Started in 1983 with only 50 customers, this year’s OpenWorld event attracted more than 68,000 people from 147 countries to the San Francisco venue. They all had the opportunity to explore the event’s more than 3,500 sessions and 700 demonstrations, which featured Oracle speakers discussing new features or helpful techniques for various products as well as enterprise companies relating their experiences with them. Topics included Oracle database and enterprise applications, MySQL, Linux and Java technologies. More than 2 million more people attended the conference online.

OpenWorld 2015 also afforded me the opportunity to see and talk with all the Oracle employees with whom I work throughout the year. With such a plethora of offerings, one couldn’t help but to get a clearer idea of what the future may have in store, and perhaps even have a hand in shaping it.

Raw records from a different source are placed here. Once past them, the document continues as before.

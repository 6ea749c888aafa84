pub mod architecture;

use machine_learning::{
    MlErr, Result,
    arch::{
        Network,
        loss::{LossFn, SigmoidCrossEntropy},
    },
    initialization::TruncatedNormal,
    optimization::Optimizer,
};
use ndarray::{Array2, Array4, ArrayD, Ix2, Ix4};
use rand::{Rng, SeedableRng, distr::Distribution, rngs::StdRng};
use serde::Serialize;

use crate::{
    balance::{AdversarialSteps, LossTriple},
    config::{ArchitectureConfig, OptimizerConfig},
};

/// Target of the discriminator on generated images.
pub const FAKE_LABEL: f32 = 0.;

/// Target the generator wants the discriminator to give its images.
pub const GENERATOR_LABEL: f32 = 1.;

/// Mean raw discriminator output on generated and on real images.
#[derive(Debug, Clone, Copy, PartialEq, Serialize)]
pub struct Probe {
    pub d_on_generated: f32,
    pub d_on_real: f32,
}

/// The generator and the discriminator together with the optimizers of the three adversarial
/// steps.
///
/// The generator and the discriminator own disjoint parameter buffers. The two discriminator
/// optimizers are only ever applied to the discriminator and the generator optimizer to the
/// generator, each keeping its own state.
pub struct Gan {
    generator: Network,
    discriminator: Network,
    d_fake_optimizer: Box<dyn Optimizer + Send>,
    d_real_optimizer: Box<dyn Optimizer + Send>,
    g_optimizer: Box<dyn Optimizer + Send>,
    loss_fn: SigmoidCrossEntropy,
    real_label: f32,
    z_dim: usize,
    noise: TruncatedNormal,
    rng: StdRng,
}

impl Gan {
    /// Creates a new `Gan` with freshly initialized networks.
    ///
    /// # Arguments
    /// * `architecture` - The sizes of the networks.
    /// * `optimizer` - The optimizer each step gets an instance of.
    /// * `real_label` - The target of the discriminator on real images.
    /// * `rng` - Seeds the initialization and then draws the generator noise.
    ///
    /// # Returns
    /// A new `Gan` or an error if the networks can't be initialized.
    pub fn new(
        architecture: &ArchitectureConfig,
        optimizer: &OptimizerConfig,
        real_label: f32,
        mut rng: StdRng,
    ) -> Result<Self> {
        let generator = Network::init(
            architecture::generator(architecture.z_dim),
            StdRng::seed_from_u64(rng.random()),
        )?;
        let discriminator = Network::init(
            architecture::discriminator(
                architecture.discriminator_filters,
                architecture.discriminator_hidden,
            ),
            StdRng::seed_from_u64(rng.random()),
        )?;

        Ok(Self {
            d_fake_optimizer: optimizer.build(discriminator.size()),
            d_real_optimizer: optimizer.build(discriminator.size()),
            g_optimizer: optimizer.build(generator.size()),
            generator,
            discriminator,
            loss_fn: SigmoidCrossEntropy,
            real_label,
            z_dim: architecture.z_dim,
            noise: TruncatedNormal::new(0., 1.)?,
            rng,
        })
    }

    pub fn generator(&self) -> &Network {
        &self.generator
    }

    pub fn discriminator(&self) -> &Network {
        &self.discriminator
    }

    /// Replaces the parameters of both networks, e.g. with the ones of a checkpoint.
    pub fn load_params(&mut self, generator: Vec<f32>, discriminator: Vec<f32>) -> Result<()> {
        self.generator.load_params(generator)?;
        self.discriminator.load_params(discriminator)
    }

    /// Draws `n` noise vectors from a truncated standard normal.
    pub fn sample_noise(&mut self, n: usize) -> Array2<f32> {
        let (noise, rng) = (&self.noise, &mut self.rng);
        Array2::from_shape_simple_fn((n, self.z_dim), || noise.sample(rng))
    }

    /// Generates `n` images from fresh noise.
    pub fn generate(&mut self, n: usize) -> Result<Array4<f32>> {
        let z = self.sample_noise(n);
        into_images(self.generator.forward(z.into_dyn())?)
    }

    /// Raw discriminator outputs, one per image.
    pub fn classify(&mut self, images: &Array4<f32>) -> Result<Vec<f32>> {
        let logits = into_logits(self.discriminator.forward(images.clone().into_dyn())?)?;
        Ok(logits.into_iter().collect())
    }

    /// Raw discriminator outputs on `n` freshly generated images.
    pub fn classify_generated(&mut self, n: usize) -> Result<Vec<f32>> {
        let images = self.generate(n)?;
        self.classify(&images)
    }

    /// The three losses on `real` and as many freshly generated images, without training.
    pub fn losses(&mut self, real: &Array4<f32>) -> Result<LossTriple> {
        let z = self.sample_noise(real.dim().0);
        self.evaluate(real, &z)
    }

    /// Mean discriminator output on `real` and on as many generated images.
    pub fn probe(&mut self, real: &Array4<f32>) -> Result<Probe> {
        let generated = self.classify_generated(real.dim().0)?;
        let real = self.classify(real)?;

        Ok(Probe {
            d_on_generated: mean(&generated),
            d_on_real: mean(&real),
        })
    }

    fn evaluate(&mut self, real: &Array4<f32>, z: &Array2<f32>) -> Result<LossTriple> {
        let fake = self.generator.forward(z.clone().into_dyn())?;
        let fake_logits = into_logits(self.discriminator.forward(fake)?)?;
        let real_logits = into_logits(self.discriminator.forward(real.clone().into_dyn())?)?;

        let losses = LossTriple {
            real_loss: self.loss(&real_logits, self.real_label),
            fake_loss: self.loss(&fake_logits, FAKE_LABEL),
            gen_loss: self.loss(&fake_logits, GENERATOR_LABEL),
        };

        for (what, value) in [
            ("discriminator loss on real images", losses.real_loss),
            ("discriminator loss on generated images", losses.fake_loss),
            ("generator loss", losses.gen_loss),
        ] {
            if !value.is_finite() {
                return Err(MlErr::NonFinite { what, value });
            }
        }

        Ok(losses)
    }

    fn loss(&self, logits: &Array2<f32>, label: f32) -> f32 {
        let targets = Array2::from_elem(logits.raw_dim(), label);
        self.loss_fn.loss(logits.view(), targets.view())
    }

    fn loss_prime(&self, logits: &Array2<f32>, label: f32) -> ArrayD<f32> {
        let targets = Array2::from_elem(logits.raw_dim(), label);
        self.loss_fn
            .loss_prime(logits.view(), targets.view())
            .into_dyn()
    }

    /// Backpropagates the loss of the discriminator on `images` against `label`, leaving the
    /// gradient in the discriminator.
    fn discriminator_gradient(&mut self, images: ArrayD<f32>, label: f32) -> Result<()> {
        self.discriminator.zero_grad();
        let logits = into_logits(self.discriminator.forward(images)?)?;
        let d = self.loss_prime(&logits, label);
        self.discriminator.backward(d)?;
        Ok(())
    }
}

impl AdversarialSteps for Gan {
    type Batch = Array4<f32>;
    type Error = MlErr;

    fn step_discriminator_on_fake(&mut self, batch: &Array4<f32>) -> Result<LossTriple> {
        let z = self.sample_noise(batch.dim().0);
        let fake = self.generator.forward(z.clone().into_dyn())?;

        self.discriminator_gradient(fake, FAKE_LABEL)?;
        self.discriminator.optimize(self.d_fake_optimizer.as_mut())?;

        self.evaluate(batch, &z)
    }

    fn step_generator(&mut self, batch: &Array4<f32>) -> Result<LossTriple> {
        let z = self.sample_noise(batch.dim().0);

        self.generator.zero_grad();
        self.discriminator.zero_grad();

        let fake = self.generator.forward(z.clone().into_dyn())?;
        let logits = into_logits(self.discriminator.forward(fake)?)?;
        let d = self.loss_prime(&logits, GENERATOR_LABEL);
        let d_fake = self.discriminator.backward(d)?;
        self.generator.backward(d_fake)?;

        self.generator.optimize(self.g_optimizer.as_mut())?;

        self.evaluate(batch, &z)
    }

    fn step_discriminator_on_real(&mut self, batch: &Array4<f32>) -> Result<LossTriple> {
        let z = self.sample_noise(batch.dim().0);

        self.discriminator_gradient(batch.clone().into_dyn(), self.real_label)?;
        self.discriminator.optimize(self.d_real_optimizer.as_mut())?;

        self.evaluate(batch, &z)
    }
}

fn into_logits(x: ArrayD<f32>) -> Result<Array2<f32>> {
    let got = x.shape().to_vec();
    x.into_dimensionality::<Ix2>().map_err(|_| MlErr::InvalidShape {
        layer: "discriminator output",
        got,
        expected: "(batch, 1)",
    })
}

fn into_images(x: ArrayD<f32>) -> Result<Array4<f32>> {
    let got = x.shape().to_vec();
    x.into_dimensionality::<Ix4>().map_err(|_| MlErr::InvalidShape {
        layer: "generator output",
        got,
        expected: "(batch, 1, height, width)",
    })
}

fn mean(xs: &[f32]) -> f32 {
    if xs.is_empty() {
        return 0.;
    }

    xs.iter().sum::<f32>() / xs.len() as f32
}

Meetings, Sessions and Labs

I was invited to the MySQL Customer Advisory meeting, for example, which included most of Oracle’s MySQL technical people and some of the biggest users of MySQL. The meeting’s goals were as follows: to give Oracle a platform on which to communicate what it is currently working on, to explore future work it is considering and to give an opportunity for the audience to share any issues they might be having and request new features they would like to see in upcoming releases.

I mentioned the following new features I would like to see, all of them involving utilization of SSD/flash:

  • Tiered storage (hot data on SSD/flash, cold data on HDD)
  • The ability to stripe data over multiple tablespace files
  • A built-in secondary buffer (similar to Oracle’s Database Smart Flash Cache feature)

At the MySQL performance session presented by Oracle’s Dimitri Kravtchuk, MySQL Performance Architect, Kravtchuk gave Seagate credit for the performance of the Nytro cards that he is using in his own lab testing.

I also attended many hands-on labs that dealt with topics such as MySQL clustering, Oracle multitenant database in the cloud, MySQL replication and new features of the Oracle 12c .2 release. Oracle Database 12c sports 10x performance over legacy processors. It also frees CPU cores for transactional processing and has up to three times the data capacity with in-line data compression.

Administering databases and applications in the cloud is much different than administering a private non-cloud database. MySQL is touted as the most widely used database in the cloud and web as well as for standalone database chores in enterprise applications. MySQL can be used as a standalone single server or as a database sharded over tens of thousands of servers all over the world. This year in the new version of the Oracle database, you can now shard the database over a thousand servers in a shared-nothing environment. Up until now, Oracle RAC was the only way to grow horizontally. Oracle RAC is a shared-everything environment, which means many servers access one set of database files. Now customers have options when they want to grow horizontally.

An OpenStack session I attended revealed an interesting development, as well. Oracle has been participating in the OpenStack area for the last few years and has tried to make it easier for companies to install, deploy and maintain an OpenStack environment–as almost anyone will tell you, OpenStack is very difficult to install and use, and big corporations have tackled these issues by assigning many IT personnel (I have heard that at some places the number can be as high as 50) to learn, deploy and convert or create applications to run in OpenStack. Oracle has made it easier by creating a seamless install procedure using Linux containers as well as monitoring tools for OpenStack.

At Oracle OpenWorld 2015, I created a demo for our partner Cirrus Data to display in its boothExhibitor Floor

For Oracle OpenWorld, I created a demo for our partner Cirrus Data to display in its booth. Cirrus makes a caching appliance that is deployed between the host and a SAN which contains multiple Nytro XP6302 flash accelerator cards. Cirrus uses write-through caching so all the SAN utilities, such as SAN-SAN replication, all work, while data is transparent between the cache and on HDD. Cirrus had great traffic and drew in a lot of interest.

I am already looking forward to 2016 to see how Oracle continues innovating in new market opportunities.